* Problem requirements
Your task is to write out exactly the lines of the listing below, from the first down to the line that holds "the curve from".

* Input data
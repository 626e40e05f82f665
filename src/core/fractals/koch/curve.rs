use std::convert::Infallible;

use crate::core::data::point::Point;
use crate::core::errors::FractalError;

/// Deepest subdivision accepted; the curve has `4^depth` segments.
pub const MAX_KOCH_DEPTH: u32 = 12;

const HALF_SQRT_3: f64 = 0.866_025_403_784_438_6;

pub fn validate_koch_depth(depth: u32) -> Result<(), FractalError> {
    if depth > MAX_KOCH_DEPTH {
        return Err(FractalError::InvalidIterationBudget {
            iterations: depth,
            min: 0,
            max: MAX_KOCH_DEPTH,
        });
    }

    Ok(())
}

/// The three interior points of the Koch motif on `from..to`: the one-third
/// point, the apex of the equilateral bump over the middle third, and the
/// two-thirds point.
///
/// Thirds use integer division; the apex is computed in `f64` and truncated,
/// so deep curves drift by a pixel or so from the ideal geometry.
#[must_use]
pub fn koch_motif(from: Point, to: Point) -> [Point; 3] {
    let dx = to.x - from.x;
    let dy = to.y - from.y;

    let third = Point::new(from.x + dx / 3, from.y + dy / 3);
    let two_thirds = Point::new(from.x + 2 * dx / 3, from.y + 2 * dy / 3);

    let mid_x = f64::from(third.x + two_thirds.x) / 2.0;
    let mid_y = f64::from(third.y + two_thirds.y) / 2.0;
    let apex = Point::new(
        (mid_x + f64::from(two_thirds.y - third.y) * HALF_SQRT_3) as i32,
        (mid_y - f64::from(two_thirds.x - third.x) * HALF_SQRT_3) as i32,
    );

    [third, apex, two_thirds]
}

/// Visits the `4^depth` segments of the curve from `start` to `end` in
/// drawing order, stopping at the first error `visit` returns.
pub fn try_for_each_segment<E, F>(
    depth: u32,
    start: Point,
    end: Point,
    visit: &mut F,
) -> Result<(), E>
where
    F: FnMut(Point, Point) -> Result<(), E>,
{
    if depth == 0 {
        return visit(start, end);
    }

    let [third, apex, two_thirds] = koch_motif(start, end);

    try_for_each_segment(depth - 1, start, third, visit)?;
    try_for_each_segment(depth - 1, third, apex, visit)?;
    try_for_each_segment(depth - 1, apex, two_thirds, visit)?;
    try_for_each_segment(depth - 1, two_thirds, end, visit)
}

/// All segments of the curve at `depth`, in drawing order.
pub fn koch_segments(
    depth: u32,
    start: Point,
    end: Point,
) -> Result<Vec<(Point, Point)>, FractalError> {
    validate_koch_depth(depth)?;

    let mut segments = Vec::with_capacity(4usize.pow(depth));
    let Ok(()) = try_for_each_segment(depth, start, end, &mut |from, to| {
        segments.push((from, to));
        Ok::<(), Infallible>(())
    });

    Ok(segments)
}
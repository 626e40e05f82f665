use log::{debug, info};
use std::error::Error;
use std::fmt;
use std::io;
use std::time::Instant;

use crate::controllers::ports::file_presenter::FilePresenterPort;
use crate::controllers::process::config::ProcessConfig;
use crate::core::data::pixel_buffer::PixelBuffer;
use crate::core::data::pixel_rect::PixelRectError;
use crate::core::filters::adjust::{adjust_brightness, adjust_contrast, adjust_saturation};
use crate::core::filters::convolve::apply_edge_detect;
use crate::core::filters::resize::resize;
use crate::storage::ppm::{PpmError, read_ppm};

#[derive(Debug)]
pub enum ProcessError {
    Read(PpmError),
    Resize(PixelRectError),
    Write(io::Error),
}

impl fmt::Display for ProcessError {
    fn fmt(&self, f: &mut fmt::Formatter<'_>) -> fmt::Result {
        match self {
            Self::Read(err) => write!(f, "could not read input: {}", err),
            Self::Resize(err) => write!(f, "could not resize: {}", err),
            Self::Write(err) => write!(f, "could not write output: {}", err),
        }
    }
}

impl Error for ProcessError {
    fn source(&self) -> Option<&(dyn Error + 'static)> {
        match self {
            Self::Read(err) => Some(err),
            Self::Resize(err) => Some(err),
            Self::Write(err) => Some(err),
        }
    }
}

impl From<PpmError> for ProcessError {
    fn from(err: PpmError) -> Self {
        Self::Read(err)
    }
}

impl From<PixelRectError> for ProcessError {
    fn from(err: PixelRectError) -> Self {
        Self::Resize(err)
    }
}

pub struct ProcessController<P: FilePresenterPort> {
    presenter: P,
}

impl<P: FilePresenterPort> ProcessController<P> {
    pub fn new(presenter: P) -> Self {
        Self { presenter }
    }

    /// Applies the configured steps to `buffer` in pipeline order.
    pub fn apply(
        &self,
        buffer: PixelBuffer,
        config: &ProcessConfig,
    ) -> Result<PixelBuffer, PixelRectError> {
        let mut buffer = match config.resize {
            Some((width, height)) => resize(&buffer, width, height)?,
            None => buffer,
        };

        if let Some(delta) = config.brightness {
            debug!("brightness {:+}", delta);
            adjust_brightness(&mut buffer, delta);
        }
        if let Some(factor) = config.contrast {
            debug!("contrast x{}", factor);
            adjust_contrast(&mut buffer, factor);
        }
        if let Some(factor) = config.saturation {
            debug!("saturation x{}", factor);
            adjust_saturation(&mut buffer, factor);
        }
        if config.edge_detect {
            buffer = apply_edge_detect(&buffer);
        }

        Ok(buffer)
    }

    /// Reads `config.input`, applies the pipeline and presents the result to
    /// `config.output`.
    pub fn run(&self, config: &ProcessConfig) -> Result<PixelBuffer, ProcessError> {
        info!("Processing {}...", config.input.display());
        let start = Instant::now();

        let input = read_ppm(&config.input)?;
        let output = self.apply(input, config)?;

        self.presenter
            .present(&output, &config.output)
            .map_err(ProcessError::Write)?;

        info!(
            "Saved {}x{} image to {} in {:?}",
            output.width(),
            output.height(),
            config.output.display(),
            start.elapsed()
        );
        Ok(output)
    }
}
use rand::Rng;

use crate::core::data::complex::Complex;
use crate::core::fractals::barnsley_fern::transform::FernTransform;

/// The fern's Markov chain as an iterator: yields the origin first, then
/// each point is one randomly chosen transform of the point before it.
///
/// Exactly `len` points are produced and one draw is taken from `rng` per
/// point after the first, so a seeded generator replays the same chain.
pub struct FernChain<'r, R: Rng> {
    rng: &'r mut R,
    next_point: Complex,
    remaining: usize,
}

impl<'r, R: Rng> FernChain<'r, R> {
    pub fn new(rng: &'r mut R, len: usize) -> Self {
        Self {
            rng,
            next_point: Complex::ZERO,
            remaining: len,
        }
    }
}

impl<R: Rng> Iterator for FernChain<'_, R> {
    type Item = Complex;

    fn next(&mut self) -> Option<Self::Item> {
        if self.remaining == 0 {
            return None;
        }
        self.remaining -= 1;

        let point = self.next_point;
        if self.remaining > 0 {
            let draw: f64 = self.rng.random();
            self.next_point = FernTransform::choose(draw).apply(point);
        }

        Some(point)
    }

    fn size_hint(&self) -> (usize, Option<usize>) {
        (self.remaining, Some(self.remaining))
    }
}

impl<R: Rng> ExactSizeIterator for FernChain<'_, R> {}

* Answer to this problem
repository 626e40e05f82f665
filename src/core/fractals/koch/curve.rs
use std::convert::Infallible;

use crate::core::data::point::Point;
use crate::core::errors::FractalError;

/// Deepest subdivision accepted; the curve has `4^depth` segments.
pub const MAX_KOCH_DEPTH: u32 = 12;

const HALF_SQRT_3: f64 = 0.866_025_403_784_438_6;

pub fn validate_koch_depth(depth: u32) -> Result<(), FractalError> {
    if depth > MAX_KOCH_DEPTH {
        return Err(FractalError::InvalidIterationBudget {
            iterations: depth,
            min: 0,
            max: MAX_KOCH_DEPTH,
        });
    }

    Ok(())
}

/// The three interior points of the Koch motif on `from..to`: the one-third
/// point, the apex of the equilateral bump over the middle third, and the
/// two-thirds point.
///
/// Thirds use integer division; the apex is computed in `f64` and truncated,
/// so deep curves drift by a pixel or so from the ideal geometry.
#[must_use]
pub fn koch_motif(from: Point, to: Point) -> [Point; 3] {
    let dx = to.x - from.x;
    let dy = to.y - from.y;

    let third = Point::new(from.x + dx / 3, from.y + dy / 3);
    let two_thirds = Point::new(from.x + 2 * dx / 3, from.y + 2 * dy / 3);

    let mid_x = f64::from(third.x + two_thirds.x) / 2.0;
    let mid_y = f64::from(third.y + two_thirds.y) / 2.0;
    let apex = Point::new(
        (mid_x + f64::from(two_thirds.y - third.y) * HALF_SQRT_3) as i32,
        (mid_y - f64::from(two_thirds.x - third.x) * HALF_SQRT_3) as i32,
    );

    [third, apex, two_thirds]
}

/// Visits the `4^depth` segments of the curve from `start` to `end` in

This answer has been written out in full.